Assigned task>
Search the data below for the string "WrongTokenType". Extract every line that contains it.

Extracted data>
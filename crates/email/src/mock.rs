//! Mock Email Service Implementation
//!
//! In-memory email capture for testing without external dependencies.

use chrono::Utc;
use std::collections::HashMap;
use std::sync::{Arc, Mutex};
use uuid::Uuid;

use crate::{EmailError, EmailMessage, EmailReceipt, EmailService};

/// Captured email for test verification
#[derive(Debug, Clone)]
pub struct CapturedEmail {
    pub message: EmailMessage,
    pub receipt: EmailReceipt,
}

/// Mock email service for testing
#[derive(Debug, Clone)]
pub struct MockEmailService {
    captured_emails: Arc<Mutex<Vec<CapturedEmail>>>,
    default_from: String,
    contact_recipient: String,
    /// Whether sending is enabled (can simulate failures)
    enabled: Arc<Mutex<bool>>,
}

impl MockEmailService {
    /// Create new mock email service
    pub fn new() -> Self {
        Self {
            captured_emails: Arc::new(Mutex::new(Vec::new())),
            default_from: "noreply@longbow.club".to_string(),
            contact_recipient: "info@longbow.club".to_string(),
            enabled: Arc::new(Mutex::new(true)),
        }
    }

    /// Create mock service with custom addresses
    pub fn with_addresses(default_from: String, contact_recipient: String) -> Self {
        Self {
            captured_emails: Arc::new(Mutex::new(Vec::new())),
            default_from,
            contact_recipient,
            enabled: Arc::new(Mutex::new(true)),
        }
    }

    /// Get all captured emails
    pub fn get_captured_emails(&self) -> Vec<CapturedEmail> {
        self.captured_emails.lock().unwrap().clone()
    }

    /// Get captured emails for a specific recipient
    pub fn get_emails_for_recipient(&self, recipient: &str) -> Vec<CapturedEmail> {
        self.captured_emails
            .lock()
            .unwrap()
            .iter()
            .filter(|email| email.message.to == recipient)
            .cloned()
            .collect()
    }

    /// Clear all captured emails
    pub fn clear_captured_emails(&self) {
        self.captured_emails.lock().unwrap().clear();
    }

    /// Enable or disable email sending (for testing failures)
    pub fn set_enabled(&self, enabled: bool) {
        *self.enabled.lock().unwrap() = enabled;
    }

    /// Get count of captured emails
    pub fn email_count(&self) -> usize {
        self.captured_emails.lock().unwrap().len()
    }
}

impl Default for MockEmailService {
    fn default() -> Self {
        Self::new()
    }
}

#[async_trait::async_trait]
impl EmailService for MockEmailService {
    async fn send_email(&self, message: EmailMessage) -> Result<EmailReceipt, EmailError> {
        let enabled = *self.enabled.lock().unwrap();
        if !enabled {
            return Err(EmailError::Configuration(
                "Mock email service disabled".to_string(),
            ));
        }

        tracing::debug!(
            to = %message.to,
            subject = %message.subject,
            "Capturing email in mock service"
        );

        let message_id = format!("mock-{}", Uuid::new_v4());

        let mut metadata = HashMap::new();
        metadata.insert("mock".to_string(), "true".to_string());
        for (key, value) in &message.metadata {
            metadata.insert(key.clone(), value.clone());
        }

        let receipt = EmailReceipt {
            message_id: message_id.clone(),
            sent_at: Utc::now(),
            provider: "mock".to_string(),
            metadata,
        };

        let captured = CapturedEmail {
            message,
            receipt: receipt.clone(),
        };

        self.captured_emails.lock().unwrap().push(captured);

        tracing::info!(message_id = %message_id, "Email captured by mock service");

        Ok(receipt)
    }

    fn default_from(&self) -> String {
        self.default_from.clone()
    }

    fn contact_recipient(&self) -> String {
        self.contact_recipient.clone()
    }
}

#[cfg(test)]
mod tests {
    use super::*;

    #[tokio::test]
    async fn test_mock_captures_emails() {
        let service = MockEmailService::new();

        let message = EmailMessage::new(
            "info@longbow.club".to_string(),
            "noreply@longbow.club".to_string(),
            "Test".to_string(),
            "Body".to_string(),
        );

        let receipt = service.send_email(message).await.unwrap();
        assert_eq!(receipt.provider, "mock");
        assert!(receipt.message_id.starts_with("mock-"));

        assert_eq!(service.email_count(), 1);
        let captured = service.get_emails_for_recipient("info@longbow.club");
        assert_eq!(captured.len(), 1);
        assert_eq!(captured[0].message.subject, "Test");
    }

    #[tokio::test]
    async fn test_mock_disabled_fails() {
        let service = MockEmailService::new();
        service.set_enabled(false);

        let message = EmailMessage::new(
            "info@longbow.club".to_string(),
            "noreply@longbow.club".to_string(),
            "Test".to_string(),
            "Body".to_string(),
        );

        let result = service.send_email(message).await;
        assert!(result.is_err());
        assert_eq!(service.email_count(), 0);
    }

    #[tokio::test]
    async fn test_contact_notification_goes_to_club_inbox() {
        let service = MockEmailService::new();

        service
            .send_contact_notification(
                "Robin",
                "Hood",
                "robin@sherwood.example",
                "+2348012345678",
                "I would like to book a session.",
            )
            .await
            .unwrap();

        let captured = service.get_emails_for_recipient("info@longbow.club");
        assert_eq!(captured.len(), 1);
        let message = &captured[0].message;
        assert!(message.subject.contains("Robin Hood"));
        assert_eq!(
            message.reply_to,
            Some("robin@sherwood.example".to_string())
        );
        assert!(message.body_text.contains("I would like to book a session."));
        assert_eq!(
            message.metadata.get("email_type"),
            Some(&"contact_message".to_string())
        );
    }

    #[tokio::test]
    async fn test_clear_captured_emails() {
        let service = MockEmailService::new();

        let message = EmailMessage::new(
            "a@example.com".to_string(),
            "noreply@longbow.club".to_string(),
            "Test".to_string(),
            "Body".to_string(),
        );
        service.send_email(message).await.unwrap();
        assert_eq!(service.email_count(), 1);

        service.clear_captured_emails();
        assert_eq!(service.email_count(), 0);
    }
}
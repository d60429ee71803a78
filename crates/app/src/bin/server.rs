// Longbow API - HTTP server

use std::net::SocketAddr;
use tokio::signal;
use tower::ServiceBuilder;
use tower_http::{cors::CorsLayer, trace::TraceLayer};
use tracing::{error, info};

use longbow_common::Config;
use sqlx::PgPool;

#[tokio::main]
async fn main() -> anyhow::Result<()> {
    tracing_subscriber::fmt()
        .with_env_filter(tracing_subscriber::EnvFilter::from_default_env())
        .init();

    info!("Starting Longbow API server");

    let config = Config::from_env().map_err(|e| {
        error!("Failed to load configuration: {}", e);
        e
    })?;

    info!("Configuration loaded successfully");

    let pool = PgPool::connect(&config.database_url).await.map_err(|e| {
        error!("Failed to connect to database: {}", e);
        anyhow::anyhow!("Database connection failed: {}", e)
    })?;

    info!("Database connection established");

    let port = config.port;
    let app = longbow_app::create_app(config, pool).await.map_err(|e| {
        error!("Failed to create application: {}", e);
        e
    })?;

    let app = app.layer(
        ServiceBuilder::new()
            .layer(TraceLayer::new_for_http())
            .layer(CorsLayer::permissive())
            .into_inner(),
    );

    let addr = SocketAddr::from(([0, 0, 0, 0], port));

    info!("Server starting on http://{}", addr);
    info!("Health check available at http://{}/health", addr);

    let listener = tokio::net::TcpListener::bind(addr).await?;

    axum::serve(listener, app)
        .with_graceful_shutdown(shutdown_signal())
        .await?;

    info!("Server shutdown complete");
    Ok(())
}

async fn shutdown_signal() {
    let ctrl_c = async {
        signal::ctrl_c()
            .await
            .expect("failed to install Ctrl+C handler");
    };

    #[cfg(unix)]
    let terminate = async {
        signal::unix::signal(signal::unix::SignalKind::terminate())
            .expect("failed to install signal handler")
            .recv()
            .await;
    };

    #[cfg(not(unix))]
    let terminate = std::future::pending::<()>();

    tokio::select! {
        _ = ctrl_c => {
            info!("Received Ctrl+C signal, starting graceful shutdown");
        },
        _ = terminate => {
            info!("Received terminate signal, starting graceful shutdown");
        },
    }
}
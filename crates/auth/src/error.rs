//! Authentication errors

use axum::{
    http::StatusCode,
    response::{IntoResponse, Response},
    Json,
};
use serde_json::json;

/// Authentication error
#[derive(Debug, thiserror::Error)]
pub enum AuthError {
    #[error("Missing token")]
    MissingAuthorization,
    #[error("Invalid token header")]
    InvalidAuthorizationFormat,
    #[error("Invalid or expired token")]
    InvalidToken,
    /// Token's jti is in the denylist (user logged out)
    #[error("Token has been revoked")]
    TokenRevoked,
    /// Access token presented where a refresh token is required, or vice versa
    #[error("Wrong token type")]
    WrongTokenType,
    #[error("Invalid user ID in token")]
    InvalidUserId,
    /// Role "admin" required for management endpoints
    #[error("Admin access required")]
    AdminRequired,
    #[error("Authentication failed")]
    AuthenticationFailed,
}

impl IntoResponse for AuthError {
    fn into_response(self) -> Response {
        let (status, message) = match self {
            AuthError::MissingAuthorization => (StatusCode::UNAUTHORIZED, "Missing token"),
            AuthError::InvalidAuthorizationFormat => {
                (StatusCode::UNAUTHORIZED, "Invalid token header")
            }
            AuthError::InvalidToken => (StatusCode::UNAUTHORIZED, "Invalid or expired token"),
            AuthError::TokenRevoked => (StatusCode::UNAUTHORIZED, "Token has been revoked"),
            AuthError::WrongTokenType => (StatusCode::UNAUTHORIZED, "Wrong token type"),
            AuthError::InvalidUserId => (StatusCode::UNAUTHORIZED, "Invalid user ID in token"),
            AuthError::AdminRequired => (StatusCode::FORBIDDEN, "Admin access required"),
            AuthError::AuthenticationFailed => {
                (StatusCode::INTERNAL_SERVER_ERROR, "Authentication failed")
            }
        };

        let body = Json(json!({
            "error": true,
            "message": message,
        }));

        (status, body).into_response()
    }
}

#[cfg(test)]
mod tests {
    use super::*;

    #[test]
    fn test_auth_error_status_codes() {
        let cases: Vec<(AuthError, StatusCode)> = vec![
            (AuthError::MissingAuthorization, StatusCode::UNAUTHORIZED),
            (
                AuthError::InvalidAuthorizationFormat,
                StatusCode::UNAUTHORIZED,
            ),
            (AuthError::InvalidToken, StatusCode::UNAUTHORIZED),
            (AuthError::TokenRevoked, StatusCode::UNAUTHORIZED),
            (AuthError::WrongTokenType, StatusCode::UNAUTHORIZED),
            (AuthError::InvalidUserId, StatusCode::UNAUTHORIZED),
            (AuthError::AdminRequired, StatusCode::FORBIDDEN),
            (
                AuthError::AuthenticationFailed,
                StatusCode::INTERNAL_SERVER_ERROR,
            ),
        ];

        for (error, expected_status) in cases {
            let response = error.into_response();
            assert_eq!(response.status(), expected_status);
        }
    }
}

Result>
    WrongTokenType,
            AuthError::WrongTokenType => (StatusCode::UNAUTHORIZED, "Wrong token type"),
            (AuthError::WrongTokenType, StatusCode::UNAUTHORIZED),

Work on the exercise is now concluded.